EXERCISE DIRECTIONS: Every line below should be set down exactly as it appears.

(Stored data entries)
▼

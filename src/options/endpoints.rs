use schemars::JsonSchema;
use serde::{Deserialize, Serialize};

#[derive(Debug, Clone, Serialize, Deserialize, PartialEq, Eq, JsonSchema)]
#[schemars(title = "Endpoints", inline)]
#[serde(default)]
/// URL templates of every remote call. `{id}` and `{accession}` are
/// substituted per request.
pub struct EndpointOptions {
    /// Structure file download.
    pub structure_download: String,
    /// Structure description record.
    pub structure_describe: String,
    /// Human-facing record page linked from the list.
    pub structure_page: String,
    /// Accession record listing PDB cross references.
    pub uniprot_entry: String,
    /// Query path appended to the gene lookup service URL.
    pub query_path: String,
    /// Per-request timeout in seconds. `None` waits indefinitely.
    pub timeout_secs: Option<u64>,
}

impl Default for EndpointOptions {
    fn default() -> Self {
        Self {
            structure_download: "https://files.rcsb.org/download/{id}.pdb"
                .into(),
            structure_describe:
                "https://www.rcsb.org/pdb/json/describePDB?structureId={id}"
                    .into(),
            structure_page: "https://www.rcsb.org/structure/{id}".into(),
            uniprot_entry: "https://rest.uniprot.org/uniprotkb/{accession}.json"
                .into(),
            query_path: "/service/query/results".into(),
            timeout_secs: None,
        }
    }
}

impl EndpointOptions {
    /// Download URL of a structure file.
    #[must_use]
    pub fn structure_download_url(&self, id: &str) -> String {
        self.structure_download.replace("{id}", id)
    }

    /// Description URL of a structure.
    #[must_use]
    pub fn structure_describe_url(&self, id: &str) -> String {
        self.structure_describe.replace("{id}", id)
    }

    /// Record page of a structure.
    #[must_use]
    pub fn structure_page_url(&self, id: &str) -> String {
        self.structure_page.replace("{id}", id)
    }

    /// Accession record URL.
    #[must_use]
    pub fn uniprot_entry_url(&self, accession: &str) -> String {
        self.uniprot_entry.replace("{accession}", accession)
    }

    /// Gene lookup query URL for a service root.
    #[must_use]
    pub fn query_url(&self, service_url: &str) -> String {
        format!("{}{}", service_url.trim_end_matches('/'), self.query_path)
    }
}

▲

RESPONSE AREA:
filename src/options/endpoints.rs
use schemars::JsonSchema;
use serde::{Deserialize, Serialize};

#[derive(Debug, Clone, Serialize, Deserialize, PartialEq, Eq, JsonSchema)]
#[schemars(title = "Endpoints", inline)]
#[serde(default)]
/// URL templates of every remote call. `{id}` and `{accession}` are
/// substituted per request.
pub struct EndpointOptions {
    /// Structure file download.
    pub structure_download: String,
    /// Structure description record.
    pub structure_describe: String,
    /// Human-facing record page linked from the list.
    pub structure_page: String,
    /// Accession record listing PDB cross references.
    pub uniprot_entry: String,
    /// Query path appended to the gene lookup service URL.
    pub query_path: String,
    /// Per-request timeout in seconds. `None` waits indefinitely.
    pub timeout_secs: Option<u64>,
}

impl Default for EndpointOptions {
    fn default() -> Self {
        Self {
            structure_download: "https://files.rcsb.org/download/{id}.pdb"
                .into(),
            structure_describe:
                "https://www.rcsb.org/pdb/json/describePDB?structureId={id}"
                    .into(),
            structure_page: "https://www.rcsb.org/structure/{id}".into(),
            uniprot_entry: "https://rest.uniprot.org/uniprotkb/{accession}.json"
                .into(),
            query_path: "/service/query/results".into(),
            timeout_secs: None,
        }
    }
}

impl EndpointOptions {
    /// Download URL of a structure file.
    #[must_use]
    pub fn structure_download_url(&self, id: &str) -> String {
        self.structure_download.replace("{id}", id)
    }

    /// Description URL of a structure.
    #[must_use]
    pub fn structure_describe_url(&self, id: &str) -> String {
        self.structure_describe.replace("{id}", id)
    }

    /// Record page of a structure.
    #[must_use]
    pub fn structure_page_url(&self, id: &str) -> String {
        self.structure_page.replace("{id}", id)
    }

    /// Accession record URL.
    #[must_use]
    pub fn uniprot_entry_url(&self, accession: &str) -> String {
        self.uniprot_entry.replace("{accession}", accession)
    }

    /// Gene lookup query URL for a service root.
    #[must_use]
    pub fn query_url(&self, service_url: &str) -> String {
        format!("{}{}", service_url.trim_end_matches('/'), self.query_path)
    }
}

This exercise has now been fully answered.